Rotational Motion Question 50
Question: A thin circular ring of mass M and radius r is rotating about its axis with a constant angular velocity $ \omega $ . Four objects each of mass m, are kept gently to the opposite ends of two perpendicular diameters of the ring.
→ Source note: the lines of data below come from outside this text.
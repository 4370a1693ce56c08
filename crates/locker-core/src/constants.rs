//! Default values referenced across §4 components. All are overridable via
//! [`crate::config::Config`].

/// §4.2 reservation window.
pub const DEFAULT_RESERVATION_SECONDS: u64 = 90;

/// §4.3 backoff: base, cap, jitter.
pub const DEFAULT_BACKOFF_BASE_MS: u64 = 500;
pub const DEFAULT_BACKOFF_CAP_MS: u64 = 8_000;
pub const BACKOFF_JITTER_FRACTION: f64 = 0.2;
pub const DEFAULT_MAX_RETRIES: u32 = 3;

/// §4.3/§4.4 stale lease / recovery sweep interval.
pub const DEFAULT_STALE_THRESHOLD_MS: u64 = 30_000;
pub const RECOVERY_SWEEP_INTERVAL_SECS: u64 = 60;

/// §4.3 bulk interval clamp.
pub const DEFAULT_BULK_MIN_INTERVAL_MS: u64 = 300;
pub const DEFAULT_BULK_MAX_INTERVAL_MS: u64 = 5_000;

/// §5 backpressure.
pub const DEFAULT_PER_KIOSK_DEPTH_LIMIT: usize = 100;

/// §4.4 heartbeat classification.
pub const DEFAULT_HEARTBEAT_INTERVAL_SECS: u64 = 10;

/// §4.6 pulse duration clamp.
pub const DEFAULT_PULSE_DURATION_MS: u64 = 400;
pub const MIN_PULSE_DURATION_MS: u64 = 100;
pub const MAX_PULSE_DURATION_MS: u64 = 2_000;

/// §4.6 frame retries and inter-frame gap.
pub const FRAME_RETRIES: u32 = 2;
pub const FRAME_RETRY_SPACING_MS: u64 = 100;
pub const DEFAULT_SERIAL_TIMEOUT_MS: u64 = 1_000;

/// §4.6 Modbus RTU function codes.
pub const FC_READ_COILS: u8 = 0x01;
pub const FC_WRITE_SINGLE_COIL: u8 = 0x05;
pub const FC_WRITE_MULTIPLE_COILS: u8 = 0x0F;

/// §4.6 channels per relay card.
pub const CHANNELS_PER_CARD: u32 = 16;

/// §4.6 health counter window.
pub const HEALTH_WINDOW: usize = 100;
pub const HEALTH_ERROR_RATE_THRESHOLD: f64 = 0.05;
pub const HEALTH_CONSECUTIVE_FAILURE_THRESHOLD: u32 = 5;

/// §4.7 RFID debounce window.
pub const DEFAULT_DEBOUNCE_MS: u64 = 1_000;

/// §5 lease / timeout defaults.
pub const DEFAULT_COMMAND_LEASE_MS: u64 = 30_000;
pub const DEFAULT_MODBUS_FRAME_TIMEOUT_MS: u64 = 1_000;
pub const DEFAULT_STAFF_HTTP_TIMEOUT_SECS: u64 = 10;
pub const LONG_POLL_DEADLINE_SECS: u64 = 25;

/// §4.9 duplicate-open debounce window for the panel.
pub const PANEL_DUPLICATE_OPEN_WINDOW_MS: u64 = 2_000;

/// Default HTTP ports (§6).
pub const DEFAULT_GATEWAY_PORT: u16 = 3000;
pub const DEFAULT_PANEL_PORT: u16 = 3001;
pub const DEFAULT_KIOSK_PORT: u16 = 3002;
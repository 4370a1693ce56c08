use std::collections::HashMap;

/// Drops repeated scans of the same uid within a configurable window (§4.7,
/// default 1000ms). One instance per reader/kiosk; not shared across
/// kiosks, since the same physical card can legitimately be presented at
/// two different kiosks in quick succession.
///
/// Takes millisecond timestamps (not [`locker_core::types::Timestamp`],
/// which is second-resolution) since the debounce window itself is
/// sub-second.
pub struct Debouncer {
    window_ms: i64,
    last_seen_ms: HashMap<String, i64>,
}

impl Debouncer {
    pub fn new(window_ms: u64) -> Self {
        Self {
            window_ms: window_ms as i64,
            last_seen_ms: HashMap::new(),
        }
    }

    /// Returns `true` if this scan should be processed. Only accepted scans
    /// update `last_seen_ms`, so a rejected burst doesn't keep pushing the
    /// window forward past the original scan.
    pub fn accept(&mut self, uid: &str, now_ms: i64) -> bool {
        if let Some(&last) = self.last_seen_ms.get(uid) {
            if now_ms - last < self.window_ms {
                return false;
            }
        }
        self.last_seen_ms.insert(uid.to_string(), now_ms);
        true
    }
}

#[cfg(test)]
mod tests {
    use super::*;

    #[test]
    fn first_scan_is_always_accepted() {
        let mut debouncer = Debouncer::new(1000);
        assert!(debouncer.accept("UID1", 0));
    }

    #[test]
    fn repeated_scan_within_window_is_rejected() {
        let mut debouncer = Debouncer::new(1000);
        assert!(debouncer.accept("UID1", 0));
        assert!(!debouncer.accept("UID1", 500));
    }

    #[test]
    fn scan_after_window_elapses_is_accepted_again() {
        let mut debouncer = Debouncer::new(1000);
        assert!(debouncer.accept("UID1", 0));
        assert!(debouncer.accept("UID1", 1200));
    }

    #[test]
    fn a_rejected_burst_does_not_push_the_window_forward() {
        let mut debouncer = Debouncer::new(1000);
        assert!(debouncer.accept("UID1", 0));
        assert!(!debouncer.accept("UID1", 400));
        assert!(!debouncer.accept("UID1", 800));
        // Window measured from the original accepted scan at t=0, not t=800.
        assert!(debouncer.accept("UID1", 1000));
    }

    #[test]
    fn distinct_uids_do_not_debounce_each_other() {
        let mut debouncer = Debouncer::new(1000);
        assert!(debouncer.accept("UID1", 0));
        assert!(debouncer.accept("UID2", 0));
    }
}
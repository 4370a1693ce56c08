//! locker-panel — the staff Admin Panel's server-side relay (§4.9).
//!
//! A thin proxy: every state-modifying route enqueues a command against the
//! Gateway over `locker-client` and returns its `EnqueueResponse`/
//! `CommandStatusResponse` verbatim. The Panel holds no locker state itself.

mod error;
mod handlers;
mod router;
mod state;

use std::collections::HashMap;
use std::net::SocketAddr;
use std::path::PathBuf;
use std::sync::{Arc, Mutex};

use anyhow::Context;
use clap::Parser;
use tracing::info;

use locker_client::GatewayClient;
use locker_core::config::Config;

use crate::state::AppState;

#[derive(Parser, Debug)]
#[command(
    name = "locker-panel",
    version,
    about = "Locker facility Panel — staff-facing relay onto the Gateway API"
)]
struct Args {
    /// Path to the facility configuration JSON (read for the service ports).
    #[arg(long, env = "LOCKER_CONFIG", default_value = "config/facility.json")]
    config: PathBuf,

    /// Override the Gateway base URL instead of deriving it from config.
    #[arg(long, env = "LOCKER_GATEWAY_URL")]
    gateway_url: Option<String>,

    /// Override the listen address instead of `services.panel_port`.
    #[arg(long)]
    listen: Option<SocketAddr>,
}

#[tokio::main]
async fn main() -> anyhow::Result<()> {
    tracing_subscriber::fmt()
        .with_env_filter(
            tracing_subscriber::EnvFilter::try_from_default_env()
                .unwrap_or_else(|_| "info,locker=debug".parse().unwrap()),
        )
        .init();

    let args = Args::parse();
    info!("locker-panel starting");

    let config = Config::load(&args.config)
        .with_context(|| format!("loading config from {}", args.config.display()))?;

    let gateway_url = args
        .gateway_url
        .unwrap_or_else(|| format!("http://127.0.0.1:{}", config.services.gateway_port));
    let client = Arc::new(GatewayClient::new(gateway_url.clone()));
    info!(%gateway_url, "relaying to gateway");

    let app_state = AppState {
        client,
        recent_opens: Arc::new(Mutex::new(HashMap::new())),
    };
    let app = router::build_router(app_state);

    let listen = args
        .listen
        .unwrap_or_else(|| SocketAddr::from(([0, 0, 0, 0], config.services.panel_port)));

    let listener = tokio::net::TcpListener::bind(listen)
        .await
        .with_context(|| format!("binding {listen}"))?;
    info!(%listen, "panel ready");

    axum::serve(listener, app)
        .with_graceful_shutdown(shutdown_signal())
        .await
        .context("serving panel")?;

    Ok(())
}

async fn shutdown_signal() {
    let _ = tokio::signal::ctrl_c().await;
    info!("shutdown signal received");
}
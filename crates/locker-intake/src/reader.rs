use std::collections::VecDeque;
use std::io::{BufRead, BufReader};
use std::time::Duration;

use locker_core::error::{LockerError, Result};

/// Abstracts the physical RFID/QR reader so the kiosk's scan loop can run
/// against real hardware or a scripted fake in tests (mirrors
/// `locker-modbus`'s `ModbusTransport`).
pub trait RfidReader: Send {
    /// Blocks until one scan arrives and returns it exactly as the reader
    /// produced it — normalization happens downstream, in
    /// [`crate::normalize`].
    fn read_scan(&mut self) -> Result<String>;
}

/// Reads newline-terminated scans off a serial-attached reader.
pub struct SerialRfidReader {
    reader: BufReader<Box<dyn serialport::SerialPort>>,
}

impl SerialRfidReader {
    pub fn open(device: &str, baud_rate: u32, timeout: Duration) -> Result<Self> {
        let port = serialport::new(device, baud_rate)
            .timeout(timeout)
            .open()
            .map_err(|e| LockerError::Other(format!("opening rfid reader {device}: {e}")))?;
        Ok(Self {
            reader: BufReader::new(port),
        })
    }
}

impl RfidReader for SerialRfidReader {
    fn read_scan(&mut self) -> Result<String> {
        let mut line = String::new();
        self.reader
            .read_line(&mut line)
            .map_err(|e| LockerError::Other(format!("reading rfid scan: {e}")))?;
        Ok(line.trim().to_string())
    }
}

/// Scripted reader for tests and local development — yields queued scans in
/// order, then errors once exhausted.
#[derive(Default)]
pub struct FakeRfidReader {
    scans: VecDeque<String>,
}

impl FakeRfidReader {
    pub fn new(scans: Vec<String>) -> Self {
        Self {
            scans: scans.into(),
        }
    }

    pub fn push(&mut self, scan: impl Into<String>) {
        self.scans.push_back(scan.into());
    }
}

impl RfidReader for FakeRfidReader {
    fn read_scan(&mut self) -> Result<String> {
        self.scans
            .pop_front()
            .ok_or_else(|| LockerError::Other("no more scans queued".into()))
    }
}

#[cfg(test)]
mod tests {
    use super::*;

    #[test]
    fn fake_reader_yields_scans_in_order_then_errors() {
        let mut reader = FakeRfidReader::new(vec!["A1".into(), "B2".into()]);
        assert_eq!(reader.read_scan().unwrap(), "A1");
        assert_eq!(reader.read_scan().unwrap(), "B2");
        assert!(reader.read_scan().is_err());
    }
}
The angular velocity of the ring will be:
[AIPMT 2003]
Options:
A) $ \frac{(M+4m)\omega }{M} $
B) $ \frac{(M-4m)\omega }{M+4m} $
C) $ \frac{M\omega }{4m} $
D) $ \frac{M\omega }{M+4m} $
Show Answer
Answer:
Correct Answer: D
Solution:
-
Key Idea: If external torque acting on the system is zero, hence angular momentum remains conserved.
$ {\tau _{ext}}=0 $
or $ \frac{dL}{dt}=0 $
or $ L= $ constant
or $ I\omega = $ constant
$ \therefore $ $ I _1{\omega_1}=I _2{\omega_2} $ (i)
Here, $ I _1=Mr^{2},{\omega_1}=\omega ,I _2=Mr^{2}+4mr^{2} $
Hence, Eq.(i) can be written as $ Mr^{2}\omega =(Mr^{2}+4mr^{2}){\omega_2} $
$ \therefore $ $ {\omega_2}=\frac{M\omega }{M+4m} $